Sunday, January 30, 2005

Clog blog

In the restaurant where I work, most of us wear clogs. Slip-resistant, black leather clogs. I wore clogs all through culinary school and at all the restaurants that I've worked in. It was only after tonight, after 9 hours of turning and burning 400-something covers, that I sat down and looked at my aching feet and wondered why the hell we all wear these damn clogs. Granted, not EVERYONE wears clogs. Some wear slip-resistant sneaker-style shoes, but for the most part, everyone I know wears the same, ugly, clunky clogs. They may vary in style. Some prefer to wear the half-clog, while others like myself wear the full-clog. Why? Maybe if I bought the really expensive ones, they'd be more comfortable. I just don't see any way to justify spending $85 for a pair of ugly ass shoes to wear to a job that severely underpays everyone there. Maybe I should just cut out a couple pieces of grease mat and glue them to the bottom of my Vans.

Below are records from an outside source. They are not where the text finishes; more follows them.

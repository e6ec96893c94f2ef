use std::path::{Path, PathBuf};

use clap::{Parser, Subcommand};
use itertools::Itertools;
use tracing::Level;

use crate::{config::Config, error::Error, line::LineId, script::InitScript};

/// The command line interface for serial lookout.
///
/// Example: `serial-lookout ttyACM0 'ATS82=76\r\n'`
#[derive(Parser, Debug)]
#[command(author, version, about, args_conflicts_with_subcommands = true)]
pub struct Cli {
    /// The line to watch, e.g. `ttyACM0`.
    pub line: Option<String>,

    /// Initialization strings sent in order before watching.
    /// Backslash escapes (`\r`, `\n`, `\t`, `\\`, ...) are expanded.
    pub init: Vec<String>,

    /// Path to a configuration file.
    /// Arguments given here take precedence over it.
    #[arg(short, long)]
    pub config: Option<PathBuf>,

    /// Line speed.
    #[arg(short, long)]
    pub baud: Option<u32>,

    /// Directory with lock files shared with other programs.
    #[arg(long)]
    pub lock_dir: Option<PathBuf>,

    /// Directory the pid file is written to.
    #[arg(long)]
    pub run_dir: Option<PathBuf>,

    /// Directory with device nodes.
    #[arg(long)]
    pub device_dir: Option<PathBuf>,

    /// Detach and run in the background.
    /// Logs then only go to the log directory, so one must be given.
    #[arg(short, long, requires = "log_dir")]
    pub daemon: bool,

    /// Log level.
    #[arg(long, default_value_t = Level::INFO)]
    pub log_level: Level,

    /// Directory for daily rolling log files.
    #[arg(long)]
    pub log_dir: Option<PathBuf>,

    /// Subcommands
    #[command(subcommand)]
    pub command: Option<Commands>,
}

/// Commands available in the command line interface.
#[derive(Subcommand, Debug)]
pub enum Commands {
    /// Examples for user convenience.
    #[clap(subcommand)]
    Examples(Examples),

    /// List the serial ports the system knows about.
    Ports,
}

/// Helpful examples for users.
#[derive(Subcommand, Clone, Debug)]
pub enum Examples {
    /// Show an example of a configuration file's contents.
    Config,
}

impl Cli {
    /// The configuration file (or the defaults), overridden by arguments.
    pub fn config(&self) -> Result<Config, Error> {
        let mut config = match &self.config {
            Some(path) => Config::new_from_path(path)?,
            None => Config::default(),
        };

        if let Some(line) = &self.line {
            config.line = Some(line.clone());
        }

        if !self.init.is_empty() {
            config.init = self.init.clone();
        }

        if let Some(baud) = self.baud {
            config.baud = baud;
        }

        if let Some(dir) = &self.lock_dir {
            config.lock_dir = dir.clone();
        }

        if let Some(dir) = &self.run_dir {
            config.run_dir = dir.clone();
        }

        if let Some(dir) = &self.device_dir {
            config.device_dir = dir.clone();
        }

        config.validate()?;

        Ok(config)
    }
}

/// Everything needed to start watching, resolved and checked up front.
///
/// Directories are absolute, since detaching changes the working directory.
#[derive(Debug)]
pub struct Startup {
    /// The merged configuration.
    pub config: Config,

    /// The line to watch.
    pub line: LineId,

    /// The expanded init strings.
    pub script: InitScript,

    /// Where log files go, if anywhere.
    pub log_dir: Option<PathBuf>,
}

impl Cli {
    /// Resolve the configuration against the current working directory.
    pub fn startup(&self) -> Result<Startup, Error> {
        let cwd = std::env::current_dir()
            .map_err(|e| Error::BadConfig(format!("No working directory: {e}")))?;

        self.startup_in(&cwd)
    }

    fn startup_in(&self, cwd: &Path) -> Result<Startup, Error> {
        let config = self.config()?.anchored(cwd);

        Ok(Startup {
            line: config.line_id()?,
            script: config.init_script()?,
            log_dir: self.log_dir.as_ref().map(|dir| cwd.join(dir)),
            config,
        })
    }
}

fn list_ports() -> Result<String, Error> {
    let ports = serialport::available_ports()
        .map_err(|e| Error::BadConfig(format!("Could not list serial ports: {e}")))?;

    if ports.is_empty() {
        return Ok("No serial ports found".into());
    }

    Ok(ports
        .iter()
        .map(|port| match &port.port_type {
            serialport::SerialPortType::UsbPort(usb) => format!(
                "{} (usb {:04x}:{:04x}{})",
                port.port_name,
                usb.vid,
                usb.pid,
                usb.product
                    .as_ref()
                    .map(|product| format!(", {product}"))
                    .unwrap_or_default()
            ),
            other => format!("{} ({other:?})", port.port_name),
        })
        .join("\n"))
}

/// Run a subcommand, printing its output.
pub fn handle_command(command: Commands) -> Result<(), Error> {
    match command {
        Commands::Examples(Examples::Config) => {
            println!("{}", Config::example().serialize_pretty()?);
        }
        Commands::Ports => {
            println!("{}", list_ports()?);
        }
    }

    Ok(())
}

#[cfg(test)]
mod tests {
    use pretty_assertions::assert_eq;

    use super::*;

    #[test]
    fn verify_cli() {
        use clap::CommandFactory;

        Cli::command().debug_assert();
    }

    #[test]
    fn line_and_init_strings() {
        let cli = Cli::parse_from(["serial-lookout", "ttyACM0", r"ATZ\r\n", r"ATS82=76\r\n"]);
        let config = cli.config().unwrap();

        assert_eq!(config.line.as_deref(), Some("ttyACM0"));
        assert_eq!(config.init, vec![r"ATZ\r\n", r"ATS82=76\r\n"]);
        assert_eq!(config.baud, 115_200);
    }

    #[test]
    fn arguments_override_file() {
        let dir = tempfile::tempdir().unwrap();
        let path = dir.path().join("lookout.ron");
        std::fs::write(&path, r#"(line: "ttyS0", init: ["ATZ"], baud: 9600)"#).unwrap();

        let cli = Cli::parse_from([
            "serial-lookout",
            "--config",
            path.to_str().unwrap(),
            "--baud",
            "57600",
            "ttyS1",
        ]);
        let config = cli.config().unwrap();

        assert_eq!(config.line.as_deref(), Some("ttyS1"));
        // Not given on the command line, so from the file
        assert_eq!(config.init, vec!["ATZ"]);
        assert_eq!(config.baud, 57_600);
    }

    #[test]
    fn missing_line_is_bad() {
        let cli = Cli::parse_from(["serial-lookout"]);

        assert!(matches!(cli.config(), Err(Error::BadConfig(_))));
    }

    #[test]
    fn daemon_needs_a_log_dir() {
        let err = Cli::try_parse_from(["serial-lookout", "--daemon", "ttyS0"]).unwrap_err();

        assert_eq!(err.kind(), clap::error::ErrorKind::MissingRequiredArgument);

        let cli = Cli::try_parse_from(["serial-lookout", "-d", "--log-dir", "logs", "ttyS0"])
            .unwrap();
        assert!(cli.daemon);
    }

    #[test]
    fn startup_rejects_bad_configuration() {
        for args in [
            vec!["serial-lookout", "-d", "--log-dir", "logs"],
            vec!["serial-lookout", "-d", "--log-dir", "logs", "ttyS0", r"AT\q"],
            vec!["serial-lookout", "-d", "--log-dir", "logs", "-b", "1234", "ttyS0"],
        ] {
            let cli = Cli::parse_from(&args);

            assert!(
                matches!(cli.startup(), Err(Error::BadConfig(_) | Error::Escape(_))),
                "{args:?}"
            );
        }
    }

    #[test]
    fn startup_makes_directories_absolute() {
        let cli = Cli::parse_from([
            "serial-lookout",
            "--lock-dir",
            "locks",
            "--run-dir",
            "/run",
            "--log-dir",
            "logs",
            "ttyS0",
            r"ATZ\r",
        ]);

        let startup = cli.startup_in(Path::new("/home/lookout")).unwrap();

        assert_eq!(startup.line, LineId::new("ttyS0").unwrap());
        assert_eq!(startup.script.len(), 1);
        assert_eq!(startup.config.lock_dir, PathBuf::from("/home/lookout/locks"));
        assert_eq!(startup.config.run_dir, PathBuf::from("/run"));
        assert_eq!(startup.config.device_dir, PathBuf::from("/dev"));
        assert_eq!(startup.log_dir, Some(PathBuf::from("/home/lookout/logs")));
    }

    #[test]
    fn subcommand() {
        let cli = Cli::parse_from(["serial-lookout", "examples", "config"]);

        assert!(matches!(
            cli.command,
            Some(Commands::Examples(Examples::Config))
        ));
    }
}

Saturday, January 29, 2005

Give me stuff

As I mentioned earlier. I am getting married. Not today, but soon. In October. Granted, it's my wedding as much as hers, but how much work does the groom actually do? History tells us, not much. So far be it for me to screw with history, I abstain from much of the wedding planning. Not because I don't want to. It's just that we, as guys don't grow up dreaming of what our wedding gown will look like or what color the flowers will be and blah blah blah blah blah. Here's what guy's grow up thinking...Man dresses in black, girl dresses in white, you stand, you talk, you kiss, you're married. Done. That's a wedding in a nutshell, albeit a very small nutshell, like a pine nut or something. But before all that happens, there's another thing called the wedding registry. For those of you unfamiliar with this concept, it's a rather fabulous idea. Basically what a registry allows you to do is tell people what to give you. The point of the registry to hopefully avoid getting crappy gifts like a salad spinner. But even if you want a salad spinner, you certainly don't want 15 of them. A registry also helps avoid multiple people buying you the same damn thing. With the rise of the technological revolution (i.e. the internet) people can view your registry online and see which items you have "asked" for and which ones (the cheapest) have already been purchased. One of my least favorite things is to ask for gifts when it's Christmas time or when my birthday is approaching. I don't really care what people give me if they give me anything at all. I will always make every attempt to sincerely appreciate every gift and I almost always do. But ask me to tell you what I want. I usually can't think of much that I truly want. That being said. The wedding registry is a whole different story. This is the time when that greedy little bastard in all of us comes out. Why? Because the registry is for BOTH of you. And while everyone will know that it was me personally who registered for the KitchenAid 9-piece cookware set in 5-layered stainless steel. Or the nearly $1000.00 in Shun knives. The 500 pound cast iron Emile Henry Dutch Oven.These gifts are for the BOTH of us. We're GETTING MARRIED DAMMIT AND WE NEED THINGS! Sure, she doesn't cook anything more than hotdogs (on occasion) or a bowl of cold cereal. These gifts are for US. Hooray for the registry. I'm doing this for US!

Le Cordon Blog

About me. I am 29 years old. A certified Le Cordon Bleu Chef. A certifiable nerd. I have a passion for all things Star Wars, Lord of the Rings, and Harry Potter. My ideal movie would be where a young wizard goes to Jedi training in order to fulfill his quest in destroying an evil ring. Sweet.

My Blog

"What's my blog going to be about?" I wondered out loud as I burned my hand on the tea kettle. Would it be a place for fellow culinarians to gather and discuss the latest trends in cooking? Perhaps. Would it a utopian haven where ideas and recipes could be shared freely? Perhaps. Or will it be a place for me to bitch about how hard it is to find a reasonably priced copy of the El Bulli book? Or the rest of Culinaria (Konemann) Series that my collection is lacking? Yes, let's bitch about the books, at least for a minute. If I wanted to order the El Bulli book from Spain, not only would it cost me about 140 Euros to purchase but another 50 Euros to ship. With the Euro at roughly 1.50 to our dollar, that's a lot of damn dollars. If I wanted to buy a copy here, I can expect to pay anywhere from $250.00 ( a bargain by the looks of it) to as much as $400.00 (not quite the bargain). Yes, this book may be the holy grail of all food books (I don't call it a cookbook because it's so much more than that), but $300.00 is way too much to pay. Especially when one (me) doesn't have money falling out of his ears. You know you're not rich when you think that buying a box of frosted flakes to look for a giant flake to sell on ebay (there's one going for well over a hundred dollars right now) is a good idea. Sad.

Blogs are for girls.

Blogs are for girls. This was my initial thought when I was told I should create my own by my fiancee ( a girl) or is it fiance? I don't know which spelling is for the girl and which one is for the guy. But regardless, here I am, most assuredly not a girl with my own blog. I like that word, blog. I think it's my new favorite word. Blog blog blog blog blog.